The pièce de résistance however, is the mustard ice-cream: pitched as the first ever commercially available savoury ice-cream Heston slams us one hell of a USP “It’s both sweet and savoury at the same time!” I have a pretty liberal palate when it comes to flavour and I can see how a golden cream spiked with sweet and peppery Dijon might have worked, might have because in his tradition of confounding our expectations Blumenthal uses whole-grain mustard and the predominant flavour in this frozen abomination is of raw vinegar.

Not so nice ice

It’s not just a matter of taste; nobody really knows what to do with savoury ice-cream. I defy anyone to eat a bowlful for desert and used to accompany savoury foods it has the effect of lowering your mouth temperature so that other flavours become muted.

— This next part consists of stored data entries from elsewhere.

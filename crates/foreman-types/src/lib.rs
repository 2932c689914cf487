//! # foreman-types: Core types for Foreman
//!
//! This crate contains shared types used across the Foreman broker:
//! - Entity IDs ([`TaskId`], [`SequenceNumber`])
//! - Temporal types ([`Timestamp`])
//! - Status enums ([`TaskStatus`], [`WorkerStatus`])
//! - Broker records ([`Task`], [`Worker`])
//! - Replicated edits ([`StatusEdit`])
//! - Checkpoint snapshots ([`StatusSnapshot`])

use std::fmt::Display;
use std::time::{SystemTime, UNIX_EPOCH};

use serde::{Deserialize, Serialize};

mod edit;
mod snapshot;

pub use edit::StatusEdit;
pub use snapshot::StatusSnapshot;

// ============================================================================
// Entity IDs - All Copy (cheap 8-byte values)
// ============================================================================

/// Unique identifier for a task within a broker cluster.
///
/// Task ids are minted monotonically by the leader and never reused within
/// a cluster lifetime. The id `0` is never assigned to a real task.
#[derive(
    Debug, Clone, Copy, PartialEq, Eq, PartialOrd, Ord, Hash, Serialize, Deserialize, Default,
)]
pub struct TaskId(u64);

impl TaskId {
    pub fn new(id: u64) -> Self {
        Self(id)
    }

    /// Returns the id as a `u64`.
    pub fn as_u64(self) -> u64 {
        self.0
    }
}

impl Display for TaskId {
    fn fmt(&self, f: &mut std::fmt::Formatter<'_>) -> std::fmt::Result {
        write!(f, "{}", self.0)
    }
}

impl From<u64> for TaskId {
    fn from(value: u64) -> Self {
        Self(value)
    }
}

impl From<TaskId> for u64 {
    fn from(id: TaskId) -> Self {
        id.0
    }
}

/// Position of an edit in the replicated status log.
///
/// Sequence numbers are issued by the log, are strictly increasing, and are
/// opaque to the status machine beyond their total order. `ZERO` means
/// "nothing applied yet" and is never assigned to a persisted edit.
#[derive(
    Debug, Clone, Copy, PartialEq, Eq, PartialOrd, Ord, Hash, Serialize, Deserialize, Default,
)]
pub struct SequenceNumber(u64);

impl SequenceNumber {
    pub const ZERO: SequenceNumber = SequenceNumber(0);

    pub fn new(seq: u64) -> Self {
        Self(seq)
    }

    /// Returns the sequence number as a `u64`.
    pub fn as_u64(self) -> u64 {
        self.0
    }
}

impl Display for SequenceNumber {
    fn fmt(&self, f: &mut std::fmt::Formatter<'_>) -> std::fmt::Result {
        write!(f, "{}", self.0)
    }
}

impl From<u64> for SequenceNumber {
    fn from(value: u64) -> Self {
        Self(value)
    }
}

impl From<SequenceNumber> for u64 {
    fn from(seq: SequenceNumber) -> Self {
        seq.0
    }
}

// ============================================================================
// Timestamps
// ============================================================================

/// A wall-clock instant in milliseconds since the Unix epoch.
///
/// Timestamps enter the system only at edit-construction time on the leader
/// and are carried inside the edit itself, so replay on any replica observes
/// the same values. The edit applier never reads the clock.
#[derive(
    Debug, Clone, Copy, PartialEq, Eq, PartialOrd, Ord, Hash, Serialize, Deserialize, Default,
)]
pub struct Timestamp(u64);

impl Timestamp {
    pub fn new(millis: u64) -> Self {
        Self(millis)
    }

    /// Returns the current wall-clock time.
    pub fn now() -> Self {
        let millis = SystemTime::now()
            .duration_since(UNIX_EPOCH)
            .map(|d| d.as_millis() as u64)
            .unwrap_or(0);
        Self(millis)
    }

    /// Returns the timestamp as milliseconds since the epoch.
    pub fn as_millis(self) -> u64 {
        self.0
    }

    /// Returns true if this instant lies strictly before `other`.
    pub fn is_before(self, other: Timestamp) -> bool {
        self.0 < other.0
    }

    /// Returns this timestamp moved `millis` into the past, saturating at zero.
    pub fn minus_millis(self, millis: u64) -> Self {
        Self(self.0.saturating_sub(millis))
    }
}

impl Display for Timestamp {
    fn fmt(&self, f: &mut std::fmt::Formatter<'_>) -> std::fmt::Result {
        write!(f, "{}", self.0)
    }
}

impl From<u64> for Timestamp {
    fn from(value: u64) -> Self {
        Self(value)
    }
}

impl From<Timestamp> for u64 {
    fn from(ts: Timestamp) -> Self {
        ts.0
    }
}

// ============================================================================
// Status Enums
// ============================================================================

/// Lifecycle state of a task.
///
/// Clients see tasks by numeric code, so the codes are part of the wire
/// contract and must stay stable.
#[derive(Debug, Clone, Copy, PartialEq, Eq, Hash, Serialize, Deserialize)]
pub enum TaskStatus {
    /// Submitted, not yet dispatched (or re-queued for retry).
    Waiting,
    /// Dispatched to a worker.
    Running,
    /// Terminal: completed successfully.
    Finished,
    /// Terminal: failed, attempt budget exhausted or deadline passed.
    Error,
}

impl TaskStatus {
    /// Returns the stable numeric code exposed to clients.
    pub fn code(self) -> u8 {
        match self {
            TaskStatus::Waiting => 0,
            TaskStatus::Running => 1,
            TaskStatus::Finished => 2,
            TaskStatus::Error => 3,
        }
    }

    /// Resolves a numeric code back to a status.
    pub fn from_code(code: u8) -> Option<Self> {
        match code {
            0 => Some(TaskStatus::Waiting),
            1 => Some(TaskStatus::Running),
            2 => Some(TaskStatus::Finished),
            3 => Some(TaskStatus::Error),
            _ => None,
        }
    }

    /// Returns true for `Finished` and `Error`.
    ///
    /// A terminal task never runs again; the retry path re-queues from
    /// `Running` to `Waiting`, never out of a terminal state.
    pub fn is_terminal(self) -> bool {
        matches!(self, TaskStatus::Finished | TaskStatus::Error)
    }
}

impl Display for TaskStatus {
    fn fmt(&self, f: &mut std::fmt::Formatter<'_>) -> std::fmt::Result {
        write!(f, "{}", self.code())
    }
}

/// Connection state of a worker node as last reported to the broker.
#[derive(Debug, Clone, Copy, PartialEq, Eq, Hash, Serialize, Deserialize)]
pub enum WorkerStatus {
    Connected,
    Disconnected,
    Dead,
}

impl WorkerStatus {
    /// Returns the stable numeric code exposed to clients.
    pub fn code(self) -> u8 {
        match self {
            WorkerStatus::Connected => 0,
            WorkerStatus::Disconnected => 1,
            WorkerStatus::Dead => 2,
        }
    }

    /// Resolves a numeric code back to a status.
    pub fn from_code(code: u8) -> Option<Self> {
        match code {
            0 => Some(WorkerStatus::Connected),
            1 => Some(WorkerStatus::Disconnected),
            2 => Some(WorkerStatus::Dead),
            _ => None,
        }
    }

    /// Renders a numeric worker-status code for clients.
    ///
    /// Unknown codes render as `?<n>` rather than failing, so a newer
    /// broker talking to an older client degrades gracefully.
    pub fn label(code: u8) -> String {
        match Self::from_code(code) {
            Some(status) => status.to_string(),
            None => format!("?{code}"),
        }
    }
}

impl Display for WorkerStatus {
    fn fmt(&self, f: &mut std::fmt::Formatter<'_>) -> std::fmt::Result {
        let name = match self {
            WorkerStatus::Connected => "CONNECTED",
            WorkerStatus::Disconnected => "DISCONNECTED",
            WorkerStatus::Dead => "DEAD",
        };
        write!(f, "{name}")
    }
}

// ============================================================================
// Broker Records
// ============================================================================

/// A unit of work tracked by the broker.
#[derive(Debug, Clone, PartialEq, Eq, Serialize, Deserialize)]
pub struct Task {
    pub task_id: TaskId,
    /// Routing key for the ready-queue (matched against worker groups).
    pub task_type: i32,
    /// Secondary routing key.
    pub user_id: String,
    /// Opaque payload handed to the executing worker.
    pub parameter: String,
    /// Opaque outcome, set on status transitions.
    pub result: Option<String>,
    pub created_at: Timestamp,
    /// Instant after which the task may no longer be dispatched.
    /// `None` means no deadline.
    pub execution_deadline: Option<Timestamp>,
    /// Dispatch budget; `0` means unlimited.
    pub max_attempts: u32,
    /// Number of dispatches so far.
    pub attempts: u32,
    /// Worker currently (or last) responsible for the task.
    pub worker_id: Option<String>,
    /// Optional cluster-wide deduplication key.
    pub slot: Option<String>,
    pub status: TaskStatus,
}

impl Task {
    /// Returns true if the execution deadline has passed at `now`.
    pub fn deadline_expired(&self, now: Timestamp) -> bool {
        self.execution_deadline
            .is_some_and(|deadline| deadline.is_before(now))
    }
}

/// A known execution node.
///
/// Workers are created lazily on the first edit that mentions them and are
/// never removed from the status map for the lifetime of the process.
#[derive(Debug, Clone, PartialEq, Eq, Serialize, Deserialize)]
pub struct Worker {
    pub worker_id: String,
    /// Transport-level address, as last announced.
    pub location: String,
    pub process_id: String,
    pub last_connection_at: Timestamp,
    pub status: WorkerStatus,
}

#[cfg(test)]
mod tests {
    use super::*;
    use test_case::test_case;

    #[test_case(0, Some(TaskStatus::Waiting))]
    #[test_case(1, Some(TaskStatus::Running))]
    #[test_case(2, Some(TaskStatus::Finished))]
    #[test_case(3, Some(TaskStatus::Error))]
    #[test_case(4, None)]
    #[test_case(255, None)]
    fn task_status_codes_round_trip(code: u8, expected: Option<TaskStatus>) {
        assert_eq!(TaskStatus::from_code(code), expected);
        if let Some(status) = expected {
            assert_eq!(status.code(), code);
        }
    }

    #[test]
    fn terminal_statuses() {
        assert!(!TaskStatus::Waiting.is_terminal());
        assert!(!TaskStatus::Running.is_terminal());
        assert!(TaskStatus::Finished.is_terminal());
        assert!(TaskStatus::Error.is_terminal());
    }

    #[test_case(0, "CONNECTED")]
    #[test_case(1, "DISCONNECTED")]
    #[test_case(2, "DEAD")]
    #[test_case(7, "?7")]
    fn worker_status_labels(code: u8, expected: &str) {
        assert_eq!(WorkerStatus::label(code), expected);
    }

    #[test]
    fn deadline_expiry_is_strict() {
        let task = Task {
            task_id: TaskId::new(1),
            task_type: 1,
            user_id: "u".to_string(),
            parameter: String::new(),
            result: None,
            created_at: Timestamp::new(0),
            execution_deadline: Some(Timestamp::new(100)),
            max_attempts: 0,
            attempts: 0,
            worker_id: None,
            slot: None,
            status: TaskStatus::Waiting,
        };

        assert!(!task.deadline_expired(Timestamp::new(99)));
        assert!(!task.deadline_expired(Timestamp::new(100)));
        assert!(task.deadline_expired(Timestamp::new(101)));
    }

    #[test]
    fn no_deadline_never_expires() {
        let task = Task {
            task_id: TaskId::new(1),
            task_type: 1,
            user_id: "u".to_string(),
            parameter: String::new(),
            result: None,
            created_at: Timestamp::new(0),
            execution_deadline: None,
            max_attempts: 0,
            attempts: 0,
            worker_id: None,
            slot: None,
            status: TaskStatus::Waiting,
        };

        assert!(!task.deadline_expired(Timestamp::new(u64::MAX)));
    }

    #[test]
    fn timestamp_minus_millis_saturates() {
        assert_eq!(Timestamp::new(50).minus_millis(100), Timestamp::new(0));
        assert_eq!(Timestamp::new(500).minus_millis(100), Timestamp::new(400));
    }
}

Although I had moderate success melting some over leeks and fennel I couldn’t help thinking that the world’s first commercially available savoury ice-cream by Blumenthal might by any other name pass without comment as a packet of frozen sauce.

Celebrity endorsement can work: Moss was a fantastic ‘hands-on’ ambassador for Top Shop and Jamie Oliver‘s range of herb rubs for Sainsbury’s are based on sound principles. In the spirit of playful gastronomy Heston claims that his ice-cream is surprising and subversive, but do we really want subversive food? Ultimately we are the ones who will decide gimmick or gastronomic innovation, but if you want food that makes you think then my money was on Fearnley-Whittingstall exuberantly cooking his way through a meat-free summer in an explosion of rainbow veg. Food can be fun and even a little frivolous, but too much subversion over substance and you might just go hungry.